Prices for large grade A eggs climbed above $8.50 a dozen in February 2025, according to commodity price information service Expana, before falling back to about $2.19 in May this year.
But antitrust enforcers alleged the supply disruption was not the only factor. Wholesale egg prices dropped sharply after news of the DoJ probe broke in March, raising questions over whether producers had kept prices artificially high during the bird flu crisis.
According to the complaint, the companies used bids on the Egg Clearinghouse exchange, as well as off-exchange trades reported to Urner Barry, to create the appearance of stronger demand to push benchmark prices higher.
In one example cited by prosecutors, Hickman’s then chief executive Glenn Hickman emailed senior executives at Cal-Maine and Versova in December 2022 urging them to post “strong bids, early and often” before Urner Barry market reporters began work.
The complaint alleges the three companies then submitted dozens of bids, most at premium prices, while all other market participants combined submitted fewer than six bids that morning. Urner Barry increased its quotations later that day.
The complaint also quotes the chief executive of an unnamed egg co-operative telling the group that “as a group we need to bid like they vote in Chicago, early and often”.
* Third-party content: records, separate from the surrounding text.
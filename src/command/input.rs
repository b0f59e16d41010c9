use std::io::{self, Write};
use std::path::Path;

/// Serializes an in-memory object into the text sink backing an input file.
pub trait ContentWriter {
    fn write_content(&self, sink: &mut dyn Write) -> io::Result<()>;
}

/// Adapts a closure into a `ContentWriter`.
pub struct WriteWith<F>(pub F);

impl<F> ContentWriter for WriteWith<F>
where
    F: Fn(&mut dyn Write) -> io::Result<()>,
{
    fn write_content(&self, sink: &mut dyn Write) -> io::Result<()> {
        (self.0)(sink)
    }
}

pub enum InputSource<'a> {
    /// Copied byte-for-byte into an owned temp file; the original is never passed on.
    Copy(&'a Path),
    Text {
        content: &'a str,
        extension: Option<&'a str>,
    },
    Content {
        writer: &'a dyn ContentWriter,
        extension: Option<&'a str>,
    },
}

impl<'a> InputSource<'a> {
    pub fn text(content: &'a str) -> Self {
        InputSource::Text {
            content,
            extension: None,
        }
    }

    pub fn content(writer: &'a dyn ContentWriter) -> Self {
        InputSource::Content {
            writer,
            extension: None,
        }
    }

    pub fn with_extension(self, ext: &'a str) -> Self {
        match self {
            InputSource::Copy(path) => InputSource::Copy(path),
            InputSource::Text { content, .. } => InputSource::Text {
                content,
                extension: Some(ext),
            },
            InputSource::Content { writer, .. } => InputSource::Content {
                writer,
                extension: Some(ext),
            },
        }
    }

    pub(crate) fn extension(&self) -> Option<&'a str> {
        match *self {
            InputSource::Copy(path) => path.extension().and_then(|ext| ext.to_str()),
            InputSource::Text { extension, .. } | InputSource::Content { extension, .. } => {
                extension
            }
        }
    }
}
use super::ConfigError;
use crate::param::{ChoiceParameter, Parameter, PathParameter, ToolParameter};
use crate::shared::OptionKey;
use serde::{Deserialize, Serialize};
use serde_yaml::Value;

#[derive(Debug, Clone, Copy, PartialEq, Eq, Serialize, Deserialize)]
#[serde(rename_all = "snake_case")]
pub enum ParameterKind {
    #[serde(alias = "bool", alias = "boolean")]
    Flag,
    #[serde(alias = "integer")]
    Int,
    #[serde(alias = "float")]
    Double,
    #[serde(alias = "string")]
    Text,
    Choice,
    Path,
}

#[derive(Debug, Clone, PartialEq, Serialize, Deserialize)]
#[serde(deny_unknown_fields)]
pub struct ParameterSpec {
    pub key: OptionKey,
    #[serde(rename = "type")]
    pub kind: ParameterKind,
    #[serde(default)]
    pub label: Option<String>,
    pub default: Value,
    #[serde(default)]
    pub lower: Option<Value>,
    #[serde(default)]
    pub upper: Option<Value>,
    #[serde(default)]
    pub options: Vec<String>,
    #[serde(default)]
    pub extensions: Vec<String>,
}

impl ParameterSpec {
    pub fn label(&self) -> &str {
        self.label.as_deref().unwrap_or(self.key.as_str())
    }

    pub fn build(&self) -> Result<ToolParameter, ConfigError> {
        let label = self.label();
        let invalid =
            |reason: String| ConfigError::Invalid(format!("parameter `{}`: {reason}", self.key));
        let param = match self.kind {
            ParameterKind::Flag => {
                self.reject_bounds()?;
                let value = self
                    .default
                    .as_bool()
                    .ok_or_else(|| invalid("default must be a boolean".to_string()))?;
                ToolParameter::Flag(Parameter::new(label, value))
            }
            ParameterKind::Int => {
                let value = self
                    .default
                    .as_i64()
                    .ok_or_else(|| invalid("default must be an integer".to_string()))?;
                let bounds = self.bounds(Value::as_i64, "an integer")?;
                match bounds {
                    Some((lower, upper)) => ToolParameter::Int(
                        Parameter::bounded(label, value, lower, upper)
                            .map_err(|err| invalid(err.to_string()))?,
                    ),
                    None => ToolParameter::Int(Parameter::new(label, value)),
                }
            }
            ParameterKind::Double => {
                let value = self
                    .default
                    .as_f64()
                    .ok_or_else(|| invalid("default must be a number".to_string()))?;
                let bounds = self.bounds(Value::as_f64, "a number")?;
                match bounds {
                    Some((lower, upper)) => ToolParameter::Double(
                        Parameter::bounded(label, value, lower, upper)
                            .map_err(|err| invalid(err.to_string()))?,
                    ),
                    None => ToolParameter::Double(Parameter::new(label, value)),
                }
            }
            ParameterKind::Text => {
                self.reject_bounds()?;
                let value = self.default_string()?;
                ToolParameter::Text(Parameter::new(label, value))
            }
            ParameterKind::Choice => {
                self.reject_bounds()?;
                let value = self.default_string()?;
                ToolParameter::Choice(
                    ChoiceParameter::new(label, value, &self.options)
                        .map_err(|err| invalid(err.to_string()))?,
                )
            }
            ParameterKind::Path => {
                self.reject_bounds()?;
                let value = self.default_string()?;
                ToolParameter::Path(
                    PathParameter::new(label, value, &self.extensions)
                        .map_err(|err| invalid(err.to_string()))?,
                )
            }
        };
        Ok(param)
    }

    fn bounds<T>(
        &self,
        convert: fn(&Value) -> Option<T>,
        kind: &str,
    ) -> Result<Option<(T, T)>, ConfigError> {
        match (&self.lower, &self.upper) {
            (None, None) => Ok(None),
            (Some(lower), Some(upper)) => {
                let lower = convert(lower).ok_or_else(|| {
                    ConfigError::Invalid(format!("parameter `{}`: lower must be {kind}", self.key))
                })?;
                let upper = convert(upper).ok_or_else(|| {
                    ConfigError::Invalid(format!("parameter `{}`: upper must be {kind}", self.key))
                })?;
                Ok(Some((lower, upper)))
            }
            _ => Err(ConfigError::Invalid(format!(
                "parameter `{}`: bounds require both lower and upper",
                self.key
            ))),
        }
    }

    fn reject_bounds(&self) -> Result<(), ConfigError> {
        if self.lower.is_some() || self.upper.is_some() {
            return Err(ConfigError::Invalid(format!(
                "parameter `{}`: lower/upper only apply to int and double parameters",
                self.key
            )));
        }
        Ok(())
    }

    fn default_string(&self) -> Result<String, ConfigError> {
        match &self.default {
            Value::String(value) => Ok(value.clone()),
            Value::Number(value) => Ok(value.to_string()),
            _ => Err(ConfigError::Invalid(format!(
                "parameter `{}`: default must be a string",
                self.key
            ))),
        }
    }
}
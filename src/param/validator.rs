use std::cmp::Ordering;
use std::fmt;

/// Total order used by range checks. Doubles use `f64::total_cmp`, so NaN
/// sorts above every finite bound and is never inside a finite range.
pub trait Ordered: Clone + PartialEq + fmt::Debug {
    fn compare(&self, other: &Self) -> Ordering;
}

impl Ordered for bool {
    fn compare(&self, other: &Self) -> Ordering {
        self.cmp(other)
    }
}

impl Ordered for i64 {
    fn compare(&self, other: &Self) -> Ordering {
        self.cmp(other)
    }
}

impl Ordered for f64 {
    fn compare(&self, other: &Self) -> Ordering {
        self.total_cmp(other)
    }
}

impl Ordered for String {
    fn compare(&self, other: &Self) -> Ordering {
        self.cmp(other)
    }
}

#[derive(Debug, Clone, PartialEq)]
pub enum Validator<T> {
    /// Inclusive on both ends.
    Range { lower: T, upper: T },
    /// Ordered, de-duplicated, non-empty.
    OneOf(Vec<T>),
}

impl<T: Ordered> Validator<T> {
    pub fn range(lower: T, upper: T) -> Result<Self, String> {
        if lower.compare(&upper) == Ordering::Greater {
            return Err(format!("lower bound {lower:?} exceeds upper bound {upper:?}"));
        }
        Ok(Self::Range { lower, upper })
    }

    pub fn one_of<I>(options: I) -> Result<Self, String>
    where
        I: IntoIterator<Item = T>,
    {
        let mut unique: Vec<T> = Vec::new();
        for option in options {
            if !unique.contains(&option) {
                unique.push(option);
            }
        }
        if unique.is_empty() {
            return Err("option set must be non-empty".to_string());
        }
        Ok(Self::OneOf(unique))
    }

    pub fn check(&self, value: &T) -> Result<(), String> {
        match self {
            Validator::Range { lower, upper } => {
                if value.compare(lower) == Ordering::Less
                    || value.compare(upper) == Ordering::Greater
                {
                    return Err(format!("{value:?} is outside [{lower:?}, {upper:?}]"));
                }
                Ok(())
            }
            Validator::OneOf(options) => {
                if options.iter().any(|option| option == value) {
                    return Ok(());
                }
                Err(format!("{value:?} is not one of {options:?}"))
            }
        }
    }

    pub fn bounds(&self) -> Option<(&T, &T)> {
        match self {
            Validator::Range { lower, upper } => Some((lower, upper)),
            Validator::OneOf(_) => None,
        }
    }

    pub fn options(&self) -> Option<&[T]> {
        match self {
            Validator::OneOf(options) => Some(options),
            Validator::Range { .. } => None,
        }
    }
}
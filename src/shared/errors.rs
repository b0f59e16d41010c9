use crate::config::ConfigError;
use crate::invocation::InvocationLog;
use crate::param::ParamError;
use std::path::Path;

/// Coarse classification integrations branch on: re-prompt for parameters,
/// re-prompt for inputs, or report a tool failure.
#[derive(Debug, Clone, Copy, PartialEq, Eq)]
pub enum ErrorKind {
    Configuration,
    Input,
    Execution,
    Io,
}

#[derive(Debug, Clone, PartialEq, Eq)]
pub enum FailureCause {
    NonZeroExit(i32),
    Signalled,
    Cancelled,
    Spawn(String),
}

impl std::fmt::Display for FailureCause {
    fn fmt(&self, f: &mut std::fmt::Formatter<'_>) -> std::fmt::Result {
        match self {
            FailureCause::NonZeroExit(code) => write!(f, "exit code {code}"),
            FailureCause::Signalled => write!(f, "terminated by signal"),
            FailureCause::Cancelled => write!(f, "cancelled"),
            FailureCause::Spawn(reason) => write!(f, "spawn failed: {reason}"),
        }
    }
}

#[derive(Debug, thiserror::Error)]
pub enum InvocationError {
    #[error("invalid configuration: {0}")]
    InvalidConfiguration(String),
    #[error("invalid option key `{key}`: {reason}")]
    InvalidOption { key: String, reason: String },
    #[error("invalid value `{value}` for `{key}`: {reason}")]
    InvalidValue {
        key: String,
        value: String,
        reason: String,
    },
    #[error("invalid input file {path}: {reason}")]
    InvalidInput { path: String, reason: String },
    #[error("no output registered under key `{0}`")]
    NotFound(String),
    #[error("output key `{0}` is already registered")]
    DuplicateKey(String),
    #[error("invocation has already been executed")]
    AlreadyExecuted,
    #[error("execution of {program} failed: {cause}")]
    ExecutionFailed {
        program: String,
        cause: FailureCause,
        stderr: String,
        log: Box<InvocationLog>,
    },
    #[error("result extraction failed: {0}")]
    Extraction(String),
    #[error("io error at {path}: {source}")]
    Io {
        path: String,
        #[source]
        source: std::io::Error,
    },
    #[error(transparent)]
    Parameter(#[from] ParamError),
    #[error(transparent)]
    Config(#[from] ConfigError),
}

impl InvocationError {
    pub fn kind(&self) -> ErrorKind {
        match self {
            InvocationError::InvalidConfiguration(_)
            | InvocationError::InvalidOption { .. }
            | InvocationError::InvalidValue { .. }
            | InvocationError::DuplicateKey(_)
            | InvocationError::AlreadyExecuted
            | InvocationError::Parameter(_)
            | InvocationError::Config(_) => ErrorKind::Configuration,
            InvocationError::InvalidInput { .. } | InvocationError::NotFound(_) => {
                ErrorKind::Input
            }
            InvocationError::ExecutionFailed { .. } | InvocationError::Extraction(_) => {
                ErrorKind::Execution
            }
            InvocationError::Io { .. } => ErrorKind::Io,
        }
    }

    pub fn failure_cause(&self) -> Option<&FailureCause> {
        match self {
            InvocationError::ExecutionFailed { cause, .. } => Some(cause),
            _ => None,
        }
    }

    pub fn exit_code(&self) -> Option<i32> {
        match self.failure_cause() {
            Some(FailureCause::NonZeroExit(code)) => Some(*code),
            _ => None,
        }
    }
}

pub fn io_error(path: &Path, source: std::io::Error) -> InvocationError {
    InvocationError::Io {
        path: path.display().to_string(),
        source,
    }
}
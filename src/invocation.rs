use crate::command::{CleanupReport, CommandLine};
use crate::sentinel::{AlwaysHappy, Sentinel};
use crate::shared::logging::append_invocation_event;
use crate::shared::{io_error, FailureCause, InvocationError};
use serde::Serialize;
use serde_json::Value;
use std::collections::BTreeMap;
use std::io::{BufReader, Read};
use std::path::{Path, PathBuf};
use std::process::{Child, Command, ExitStatus, Stdio};
use std::thread::{self, JoinHandle};
use std::time::{Duration, Instant};

pub const DEFAULT_POLL_INTERVAL: Duration = Duration::from_millis(50);

#[derive(Debug, Clone, Copy, PartialEq, Eq)]
pub enum InvocationState {
    Built,
    Running,
    Cancelled,
    Completed,
    Failed,
}

#[derive(Debug, Clone, PartialEq, Eq, Serialize)]
pub struct InvocationLog {
    pub program: String,
    pub command_form: String,
    pub working_directory: Option<PathBuf>,
    pub exit_code: Option<i32>,
    pub cancelled: bool,
    pub duration_ms: u64,
}

/// What the result extractor sees once the process exited with status 0.
#[derive(Debug, Clone, PartialEq, Eq)]
pub struct ProcessOutput {
    pub exit_code: i32,
    pub stdout: String,
    pub stderr: String,
    pub duration: Duration,
}

/// One external-process run over a `CommandLine`, polled against a `Sentinel`.
///
/// Single use: a second `execute` fails with `AlreadyExecuted`. Temp files are
/// removed by `close`, or when the invocation is dropped.
pub struct ProcessInvocation<'s> {
    command_line: CommandLine,
    sentinel: Box<dyn Sentinel + 's>,
    working_directory: Option<PathBuf>,
    env_overrides: BTreeMap<String, String>,
    poll_interval: Duration,
    log_path: Option<PathBuf>,
    state: InvocationState,
}

impl<'s> ProcessInvocation<'s> {
    pub fn new(command_line: CommandLine) -> Self {
        Self {
            command_line,
            sentinel: Box::new(AlwaysHappy),
            working_directory: None,
            env_overrides: BTreeMap::new(),
            poll_interval: DEFAULT_POLL_INTERVAL,
            log_path: None,
            state: InvocationState::Built,
        }
    }

    pub fn with_sentinel(mut self, sentinel: impl Sentinel + 's) -> Self {
        self.sentinel = Box::new(sentinel);
        self
    }

    pub fn with_working_directory(mut self, dir: impl Into<PathBuf>) -> Self {
        self.working_directory = Some(dir.into());
        self
    }

    pub fn with_env(mut self, key: impl Into<String>, value: impl Into<String>) -> Self {
        self.env_overrides.insert(key.into(), value.into());
        self
    }

    pub fn with_envs(mut self, vars: BTreeMap<String, String>) -> Self {
        self.env_overrides.extend(vars);
        self
    }

    /// Zero is bumped to one millisecond.
    pub fn with_poll_interval(mut self, interval: Duration) -> Self {
        self.poll_interval = interval.max(Duration::from_millis(1));
        self
    }

    pub fn with_log_path(mut self, path: impl Into<PathBuf>) -> Self {
        self.log_path = Some(path.into());
        self
    }

    pub fn state(&self) -> InvocationState {
        self.state
    }

    pub fn command_line(&self) -> &CommandLine {
        &self.command_line
    }

    pub fn command_line_mut(&mut self) -> &mut CommandLine {
        &mut self.command_line
    }

    /// Spawns the process, polls the sentinel until exit, and hands the
    /// finished command line to `extract` only on exit status 0.
    pub fn execute<T, F>(&mut self, extract: F) -> Result<T, InvocationError>
    where
        F: FnOnce(&CommandLine, &ProcessOutput) -> Result<T, InvocationError>,
    {
        if self.state != InvocationState::Built {
            return Err(InvocationError::AlreadyExecuted);
        }
        if self.command_line.is_closed() {
            return Err(InvocationError::InvalidConfiguration(
                "command line is already closed".to_string(),
            ));
        }

        let program = self.command_line.executable().path().to_path_buf();
        let mut base_log = InvocationLog {
            program: program.display().to_string(),
            command_form: self.command_line.command_form(),
            working_directory: self.working_directory.clone(),
            exit_code: None,
            cancelled: false,
            duration_ms: 0,
        };

        let mut command = Command::new(&program);
        command
            .args(self.command_line.args())
            .stdin(Stdio::null())
            .stdout(Stdio::piped())
            .stderr(Stdio::piped());
        if let Some(dir) = &self.working_directory {
            command.current_dir(dir);
        }
        for (k, v) in &self.env_overrides {
            command.env(k, v);
        }

        let start = Instant::now();
        let mut child = match command.spawn() {
            Ok(child) => child,
            Err(err) => {
                self.state = InvocationState::Failed;
                let reason = Value::from(err.to_string());
                self.record("invocation.failed", &base_log, &[("reason", reason)]);
                return Err(InvocationError::ExecutionFailed {
                    program: base_log.program.clone(),
                    cause: FailureCause::Spawn(err.to_string()),
                    stderr: String::new(),
                    log: Box::new(base_log),
                });
            }
        };
        self.state = InvocationState::Running;
        let pid = Value::from(child.id());
        self.record("invocation.started", &base_log, &[("pid", pid)]);

        let stdout_reader = spawn_reader(child.stdout.take());
        let stderr_reader = spawn_reader(child.stderr.take());

        let waited = self.wait_with_sentinel(&mut child);
        base_log.duration_ms = start.elapsed().as_millis() as u64;

        let (status, cancelled) = match waited {
            Ok(result) => result,
            Err(err) => {
                self.state = InvocationState::Failed;
                let reason = Value::from(err.to_string());
                self.record("invocation.failed", &base_log, &[("reason", reason)]);
                return Err(io_error(&program, err));
            }
        };
        base_log.exit_code = status.code();
        base_log.cancelled = cancelled;

        // Grandchildren of a killed tool may still hold the pipes open, so the
        // readers are left to finish on their own.
        if cancelled {
            self.state = InvocationState::Cancelled;
            self.record("invocation.cancelled", &base_log, &[]);
            return Err(InvocationError::ExecutionFailed {
                program: base_log.program.clone(),
                cause: FailureCause::Cancelled,
                stderr: String::new(),
                log: Box::new(base_log),
            });
        }

        let stdout = stdout_reader.join().unwrap_or_default();
        let stderr = stderr_reader.join().unwrap_or_default();

        if !status.success() {
            self.state = InvocationState::Failed;
            let captured = Value::from(stderr.clone());
            self.record("invocation.failed", &base_log, &[("stderr", captured)]);
            let cause = match status.code() {
                Some(code) => FailureCause::NonZeroExit(code),
                None => FailureCause::Signalled,
            };
            return Err(InvocationError::ExecutionFailed {
                program: base_log.program.clone(),
                cause,
                stderr,
                log: Box::new(base_log),
            });
        }

        self.state = InvocationState::Completed;
        self.record("invocation.completed", &base_log, &[]);
        let output = ProcessOutput {
            exit_code: status.code().unwrap_or(0),
            stdout,
            stderr,
            duration: start.elapsed(),
        };
        extract(&self.command_line, &output)
    }

    /// Forwards to the command line; safe in any state, and more than once.
    pub fn close(&mut self) -> CleanupReport {
        let report = self.command_line.close();
        if let Some(path) = &self.log_path {
            for failure in &report.failures {
                let _ = append_invocation_event(
                    path,
                    "command_line.cleanup_failed",
                    &[
                        ("path", Value::from(failure.path.display().to_string())),
                        ("reason", Value::from(failure.reason.clone())),
                    ],
                );
            }
        }
        report
    }

    /// Checks the sentinel before every poll interval; the first unhappy answer
    /// kills the child, which is then reaped like a normal exit.
    fn wait_with_sentinel(&self, child: &mut Child) -> std::io::Result<(ExitStatus, bool)> {
        loop {
            match child.try_wait() {
                Ok(Some(status)) => return Ok((status, false)),
                Ok(None) => {
                    if !self.sentinel.is_happy() {
                        let _ = child.kill();
                        let status = child.wait()?;
                        return Ok((status, true));
                    }
                    thread::sleep(self.poll_interval);
                }
                Err(err) => {
                    let _ = child.kill();
                    let _ = child.wait();
                    return Err(err);
                }
            }
        }
    }

    fn record(&self, event: &str, log: &InvocationLog, extra: &[(&str, Value)]) {
        let Some(path) = &self.log_path else {
            return;
        };
        let Ok(Value::Object(map)) = serde_json::to_value(log) else {
            return;
        };
        let mut fields: Vec<(&str, Value)> = map
            .iter()
            .map(|(key, value)| (key.as_str(), value.clone()))
            .collect();
        fields.extend(extra.iter().cloned());
        let _ = append_invocation_event(path, event, &fields);
    }

    pub fn log_path(&self) -> Option<&Path> {
        self.log_path.as_deref()
    }
}

fn spawn_reader<R>(stream: Option<R>) -> JoinHandle<String>
where
    R: Read + Send + 'static,
{
    thread::spawn(move || {
        let mut buf = Vec::new();
        if let Some(stream) = stream {
            let mut reader = BufReader::new(stream);
            let _ = reader.read_to_end(&mut buf);
        }
        String::from_utf8_lossy(&buf).into_owned()
    })
}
The DoJ said the benchmark was commercially significant because billions of eggs are sold each year under contracts tied to Urner Barry quotations, allowing any artificial increase to feed through to supermarkets, restaurants and consumers.
The settlement requires the companies to donate 53mn eggs to food banks and non-profit organisations across participating states, including about 4.9mn eggs for groups serving New Yorkers. The companies will also pay a combined $3.3mn to the states.
Cal-Maine, the largest US egg producer, denied wrongdoing and said the agreement did not include fines or penalties. It said it would donate 30mn eggs and pay $1.5mn to resolve the claims brought by the states.
“Temporary supply shocks, including in connection with multiple outbreaks of avian influenza, the Covid-19 pandemic, weather and other market dynamics — compounded by high inflation at the time — caused egg prices to surge periodically over the past five years,” said Sherman Miller, Cal-Maine’s chief executive.
“Our decision to accept this settlement simply reflects our firm intention to put this matter behind us and focus on our business,” said Versova, adding that it had agreed to donate 20mn eggs over the course of three years and a one-time monetary payment of $800,000, both of which will be divided between the 17 states.
A spokesperson for JBS Foods USA, which bought Hickman’s last year, did not immediately respond to a request for comment.